DATA EXTRACT: Begin

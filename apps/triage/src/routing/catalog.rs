//! Static model catalog and task profiles.
//!
//! The catalog is validated once at startup and never mutated afterwards;
//! picking up a new catalog means building a new `ModelRouter`.

use std::collections::HashSet;
use std::path::Path;

use serde::{Deserialize, Serialize};

use crate::errors::AppError;

/// Provider name of models that run on the local machine.
pub const LOCAL_PROVIDER: &str = "local";
const OLLAMA_PROVIDER: &str = "ollama";

// ────────────────────────────────────────────────────────────────────────────
// Descriptors
// ────────────────────────────────────────────────────────────────────────────

/// Relative speed of a model. Only matters for speed-sensitive tasks.
#[derive(Debug, Clone, Copy, PartialEq, Eq, Serialize, Deserialize)]
#[serde(rename_all = "snake_case")]
pub enum ResponseSpeed {
    Fast,
    Medium,
    Slow,
}

impl ResponseSpeed {
    fn factor(self) -> f64 {
        match self {
            ResponseSpeed::Fast => 1.2,
            ResponseSpeed::Medium => 1.0,
            ResponseSpeed::Slow => 0.8,
        }
    }
}

/// Capability ratings, each 0.0 – 1.0.
#[derive(Debug, Clone, Copy, PartialEq, Serialize, Deserialize)]
pub struct Capabilities {
    pub creative_writing: f64,
    pub technical_content: f64,
    pub communication: f64,
    pub reasoning: f64,
    pub data_analysis: f64,
}

impl Capabilities {
    pub const fn new(
        creative_writing: f64,
        technical_content: f64,
        communication: f64,
        reasoning: f64,
        data_analysis: f64,
    ) -> Self {
        Self {
            creative_writing,
            technical_content,
            communication,
            reasoning,
            data_analysis,
        }
    }

    fn as_array(&self) -> [f64; 5] {
        [
            self.creative_writing,
            self.technical_content,
            self.communication,
            self.reasoning,
            self.data_analysis,
        ]
    }
}

#[derive(Debug, Clone, PartialEq, Serialize, Deserialize)]
pub struct ModelDescriptor {
    pub id: String,
    pub provider: String,
    pub cost_per_1k_tokens_input: f64,
    pub cost_per_1k_tokens_output: f64,
    pub token_limit: u64,
    /// Lower = cheaper/simpler. 0 is reserved for local models.
    pub priority_tier: u8,
    pub capabilities: Capabilities,
    pub response_speed: ResponseSpeed,
}

impl ModelDescriptor {
    pub fn estimated_cost(&self, estimate: TokenEstimate) -> f64 {
        estimate.input as f64 * self.cost_per_1k_tokens_input / 1000.0
            + estimate.output as f64 * self.cost_per_1k_tokens_output / 1000.0
    }

    pub fn is_local(&self) -> bool {
        self.provider == LOCAL_PROVIDER
            || self.provider == OLLAMA_PROVIDER
            || (self.cost_per_1k_tokens_input == 0.0 && self.cost_per_1k_tokens_output == 0.0)
    }

    pub fn fits(&self, estimate: TokenEstimate) -> bool {
        self.token_limit >= estimate.total()
    }
}

#[derive(Debug, Clone, Copy, Default, PartialEq, Eq, Serialize, Deserialize)]
pub struct TokenEstimate {
    pub input: u64,
    pub output: u64,
}

impl TokenEstimate {
    pub fn new(input: u64, output: u64) -> Self {
        Self { input, output }
    }

    pub fn total(&self) -> u64 {
        self.input.saturating_add(self.output)
    }
}

// ────────────────────────────────────────────────────────────────────────────
// Tasks
// ────────────────────────────────────────────────────────────────────────────

#[derive(Debug, Clone, Copy, PartialEq, Eq, Hash, Serialize, Deserialize)]
#[serde(rename_all = "SCREAMING_SNAKE_CASE")]
pub enum TaskType {
    JobFiltering,
    ProposalGeneration,
    ClientCommunication,
    ProjectPlanning,
    CostOptimization,
}

/// What a task needs from a model.
#[derive(Debug, Clone, Copy, PartialEq)]
pub struct TaskProfile {
    pub requirements: Capabilities,
    pub min_acceptable_score: f64,
    pub prioritize_cost: bool,
    pub prioritize_speed: bool,
}

impl TaskType {
    pub fn profile(self) -> TaskProfile {
        match self {
            TaskType::JobFiltering => TaskProfile {
                requirements: Capabilities::new(0.1, 0.6, 0.2, 0.7, 0.5),
                min_acceptable_score: 0.6,
                prioritize_cost: true,
                prioritize_speed: true,
            },
            TaskType::ProposalGeneration => TaskProfile {
                requirements: Capabilities::new(0.9, 0.7, 0.9, 0.7, 0.3),
                min_acceptable_score: 0.8,
                prioritize_cost: false,
                prioritize_speed: false,
            },
            TaskType::ClientCommunication => TaskProfile {
                requirements: Capabilities::new(0.6, 0.4, 0.9, 0.7, 0.2),
                min_acceptable_score: 0.75,
                prioritize_cost: false,
                prioritize_speed: true,
            },
            TaskType::ProjectPlanning => TaskProfile {
                requirements: Capabilities::new(0.3, 0.7, 0.6, 0.9, 0.8),
                min_acceptable_score: 0.75,
                prioritize_cost: false,
                prioritize_speed: false,
            },
            TaskType::CostOptimization => TaskProfile {
                requirements: Capabilities::new(0.2, 0.6, 0.5, 0.8, 0.9),
                min_acceptable_score: 0.7,
                prioritize_cost: true,
                prioritize_speed: false,
            },
        }
    }
}

/// Suitability of a model for a task, in [0, 1].
///
/// Requirement-weighted capability average, scaled down for expensive
/// models on cost-sensitive tasks and adjusted by speed on latency-sensitive
/// ones.
pub fn model_fitness(model: &ModelDescriptor, task: &TaskProfile) -> f64 {
    let weights = task.requirements.as_array();
    let ratings = model.capabilities.as_array();
    let total_weight: f64 = weights.iter().sum();
    let capability = if total_weight > 0.0 {
        weights.iter().zip(ratings).map(|(w, r)| w * r).sum::<f64>() / total_weight
    } else {
        0.0
    };

    let cost_factor = if task.prioritize_cost {
        (1.0 - (model.cost_per_1k_tokens_output * 3.0) / 0.1).max(0.5)
    } else {
        1.0
    };
    let speed_factor = if task.prioritize_speed {
        model.response_speed.factor()
    } else {
        1.0
    };

    (capability * cost_factor * speed_factor).clamp(0.0, 1.0)
}

// ────────────────────────────────────────────────────────────────────────────
// Catalog
// ────────────────────────────────────────────────────────────────────────────

/// Validated, read-only model list.
#[derive(Debug, Clone)]
pub struct ModelCatalog {
    models: Vec<ModelDescriptor>,
}

impl ModelCatalog {
    pub fn new(models: Vec<ModelDescriptor>) -> Result<Self, AppError> {
        if models.is_empty() {
            return Err(AppError::Configuration("model catalog is empty".to_string()));
        }

        let mut seen = HashSet::new();
        for model in &models {
            if !seen.insert(model.id.as_str()) {
                return Err(AppError::Configuration(format!(
                    "duplicate model id '{}' in catalog",
                    model.id
                )));
            }
            let costs = [model.cost_per_1k_tokens_input, model.cost_per_1k_tokens_output];
            if costs.iter().any(|c| !c.is_finite() || *c < 0.0) {
                return Err(AppError::Configuration(format!(
                    "model '{}' has an invalid cost",
                    model.id
                )));
            }
            if model.token_limit == 0 {
                return Err(AppError::Configuration(format!(
                    "model '{}' has a zero token limit",
                    model.id
                )));
            }
            if model
                .capabilities
                .as_array()
                .iter()
                .any(|c| !(0.0..=1.0).contains(c))
            {
                return Err(AppError::Configuration(format!(
                    "model '{}' has a capability rating outside 0..=1",
                    model.id
                )));
            }
        }

        Ok(Self { models })
    }

    pub fn from_json(json: &str) -> Result<Self, AppError> {
        let models: Vec<ModelDescriptor> = serde_json::from_str(json)
            .map_err(|e| AppError::Configuration(format!("model catalog is not valid JSON: {e}")))?;
        Self::new(models)
    }

    pub fn from_path(path: &Path) -> Result<Self, AppError> {
        let json = std::fs::read_to_string(path).map_err(|e| {
            AppError::Configuration(format!("cannot read model catalog {}: {e}", path.display()))
        })?;
        Self::from_json(&json)
    }

    pub fn models(&self) -> &[ModelDescriptor] {
        &self.models
    }

    pub fn get(&self, id: &str) -> Option<&ModelDescriptor> {
        self.models.iter().find(|m| m.id == id)
    }

    /// Models that bill per token.
    pub fn remote_models(&self) -> impl Iterator<Item = &ModelDescriptor> {
        self.models.iter().filter(|m| !m.is_local())
    }

    /// The first local model, if the catalog carries one.
    pub fn local_model(&self) -> Option<&ModelDescriptor> {
        self.models.iter().find(|m| m.is_local())
    }

    /// Hosted providers plus a local Llama 3.
    pub fn default_catalog() -> Self {
        Self {
            models: default_models(),
        }
    }
}

fn model(
    id: &str,
    provider: &str,
    cost: (f64, f64),
    token_limit: u64,
    priority_tier: u8,
    capabilities: Capabilities,
    response_speed: ResponseSpeed,
) -> ModelDescriptor {
    ModelDescriptor {
        id: id.to_string(),
        provider: provider.to_string(),
        cost_per_1k_tokens_input: cost.0,
        cost_per_1k_tokens_output: cost.1,
        token_limit,
        priority_tier,
        capabilities,
        response_speed,
    }
}

#[rustfmt::skip]
fn default_models() -> Vec<ModelDescriptor> {
    use ResponseSpeed::{Fast, Medium, Slow};
    vec![
        model("gpt-4o", "openai", (0.01, 0.03), 128_000, 3,
            Capabilities::new(0.95, 0.92, 0.94, 0.93, 0.88), Medium),
        model("gpt-3.5-turbo", "openai", (0.0005, 0.0015), 16_000, 1,
            Capabilities::new(0.82, 0.75, 0.85, 0.70, 0.65), Fast),
        model("gemini-1.5-pro", "google", (0.0025, 0.0075), 1_000_000, 2,
            Capabilities::new(0.88, 0.89, 0.86, 0.90, 0.85), Medium),
        model("gemini-1.5-flash", "google", (0.0005, 0.0015), 1_000_000, 1,
            Capabilities::new(0.82, 0.78, 0.80, 0.75, 0.70), Fast),
        model("claude-3-opus", "anthropic", (0.015, 0.075), 200_000, 3,
            Capabilities::new(0.91, 0.93, 0.94, 0.95, 0.88), Slow),
        model("claude-3-sonnet", "anthropic", (0.003, 0.015), 200_000, 2,
            Capabilities::new(0.90, 0.88, 0.92, 0.89, 0.83), Medium),
        model("claude-3-haiku", "anthropic", (0.00025, 0.00125), 200_000, 1,
            Capabilities::new(0.85, 0.80, 0.87, 0.78, 0.72), Fast),
        model("mistral-large", "mistral", (0.002, 0.006), 32_000, 2,
            Capabilities::new(0.87, 0.89, 0.86, 0.88, 0.82), Medium),
        model("mistral-small", "mistral", (0.0002, 0.0006), 32_000, 1,
            Capabilities::new(0.75, 0.78, 0.76, 0.74, 0.68), Fast),
        model("local-llama3", OLLAMA_PROVIDER, (0.0, 0.0), 8_000, 0,
            Capabilities::new(0.65, 0.70, 0.60, 0.62, 0.55), Slow),
    ]
}

#[cfg(test)]
mod tests {
    use super::*;

    #[test]
    fn test_default_catalog_passes_validation() {
        let catalog = ModelCatalog::default_catalog();
        assert!(ModelCatalog::new(catalog.models().to_vec()).is_ok());
        assert_eq!(catalog.models().len(), 10);
    }

    #[test]
    fn test_default_catalog_has_one_local_model() {
        let catalog = ModelCatalog::default_catalog();
        let local = catalog.local_model().unwrap();
        assert_eq!(local.id, "local-llama3");
        assert_eq!(local.token_limit, 8_000);
        assert_eq!(catalog.remote_models().count(), 9);
    }

    #[test]
    fn test_estimated_cost_per_thousand_tokens() {
        let catalog = ModelCatalog::default_catalog();
        let gpt4o = catalog.get("gpt-4o").unwrap();
        // 500 * 0.01 / 1000 + 1500 * 0.03 / 1000 = 0.005 + 0.045
        let cost = gpt4o.estimated_cost(TokenEstimate::new(500, 1500));
        assert!((cost - 0.05).abs() < 1e-12, "Cost was {cost}");
    }

    #[test]
    fn test_empty_catalog_is_configuration_error() {
        let err = ModelCatalog::new(vec![]).unwrap_err();
        assert!(err.is_fatal());
    }

    #[test]
    fn test_duplicate_ids_rejected() {
        let mut models = default_models();
        models.push(models[0].clone());
        assert!(ModelCatalog::new(models).is_err());
    }

    #[test]
    fn test_negative_cost_rejected() {
        let mut models = default_models();
        models[0].cost_per_1k_tokens_input = -0.01;
        assert!(ModelCatalog::new(models).is_err());
    }

    #[test]
    fn test_zero_token_limit_rejected() {
        let mut models = default_models();
        models[1].token_limit = 0;
        assert!(ModelCatalog::new(models).is_err());
    }

    #[test]
    fn test_from_json_round_trips_default_catalog() {
        let json = serde_json::to_string(ModelCatalog::default_catalog().models()).unwrap();
        let catalog = ModelCatalog::from_json(&json).unwrap();
        assert!(catalog.get("claude-3-haiku").is_some());
    }

    #[test]
    fn test_from_json_rejects_garbage() {
        let err = ModelCatalog::from_json("{not json").unwrap_err();
        assert!(err.to_string().contains("not valid JSON"));
    }

    #[test]
    fn test_fitness_is_bounded_for_every_task() {
        let catalog = ModelCatalog::default_catalog();
        let tasks = [
            TaskType::JobFiltering,
            TaskType::ProposalGeneration,
            TaskType::ClientCommunication,
            TaskType::ProjectPlanning,
            TaskType::CostOptimization,
        ];
        for task in tasks {
            for model in catalog.models() {
                let fitness = model_fitness(model, &task.profile());
                assert!((0.0..=1.0).contains(&fitness), "{} {:?}", model.id, task);
            }
        }
    }

    #[test]
    fn test_cost_priority_penalizes_expensive_models() {
        let catalog = ModelCatalog::default_catalog();
        let task = TaskType::JobFiltering.profile();
        let opus = model_fitness(catalog.get("claude-3-opus").unwrap(), &task);
        let haiku = model_fitness(catalog.get("claude-3-haiku").unwrap(), &task);
        assert!(haiku > opus, "haiku {haiku} should beat opus {opus}");
    }

    #[test]
    fn test_task_type_serde() {
        let task: TaskType = serde_json::from_str(r#""PROPOSAL_GENERATION""#).unwrap();
        assert_eq!(task, TaskType::ProposalGeneration);
    }
}
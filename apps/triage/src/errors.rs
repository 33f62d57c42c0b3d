use thiserror::Error;

/// Application-level error type.
///
/// Only `Configuration` is fatal. Everything else is contained by the layer
/// that raises it: input problems degrade a score term, model outages are
/// absorbed by the router, and job failures stay with their job.
#[derive(Debug, Error)]
pub enum AppError {
    #[error("Configuration error: {0}")]
    Configuration(String),

    #[error("Invalid input: {0}")]
    Input(String),

    #[error("Model unavailable: {0}")]
    ModelUnavailable(String),

    #[error("Job {job_id} failed: {cause}")]
    JobProcessing { job_id: String, cause: String },

    #[error("Internal error: {0}")]
    Internal(#[from] anyhow::Error),
}

impl AppError {
    /// Stable machine-readable code, used in logs and batch reports.
    pub fn code(&self) -> &'static str {
        match self {
            AppError::Configuration(_) => "CONFIGURATION_ERROR",
            AppError::Input(_) => "INPUT_ERROR",
            AppError::ModelUnavailable(_) => "MODEL_UNAVAILABLE",
            AppError::JobProcessing { .. } => "JOB_PROCESSING_FAILURE",
            AppError::Internal(_) => "INTERNAL_ERROR",
        }
    }

    /// Whether the process must refuse to start work.
    pub fn is_fatal(&self) -> bool {
        matches!(self, AppError::Configuration(_))
    }
}

#[cfg(test)]
mod tests {
    use super::*;

    #[test]
    fn test_only_configuration_errors_are_fatal() {
        assert!(AppError::Configuration("missing catalog".to_string()).is_fatal());
        assert!(!AppError::Input("empty description".to_string()).is_fatal());
        assert!(!AppError::ModelUnavailable("gpt-4o".to_string()).is_fatal());
        assert!(!AppError::JobProcessing {
            job_id: "j1".to_string(),
            cause: "boom".to_string(),
        }
        .is_fatal());
    }

    #[test]
    fn test_job_processing_message_carries_job_id() {
        let err = AppError::JobProcessing {
            job_id: "job-42".to_string(),
            cause: "scorer crashed".to_string(),
        };
        assert_eq!(err.to_string(), "Job job-42 failed: scorer crashed");
        assert_eq!(err.code(), "JOB_PROCESSING_FAILURE");
    }

    #[test]
    fn test_anyhow_converts_to_internal() {
        let err: AppError = anyhow::anyhow!("disk on fire").into();
        assert_eq!(err.code(), "INTERNAL_ERROR");
    }
}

DATA EXTRACT: End

## TASK REQUIREMENTS
Which lines hold the word "struct"? Return all of them from the records above.

## OUTPUT FOR THIS TASK
pub struct Capabilities {
pub struct ModelDescriptor {
pub struct TokenEstimate {
pub struct TaskProfile {
pub struct ModelCatalog {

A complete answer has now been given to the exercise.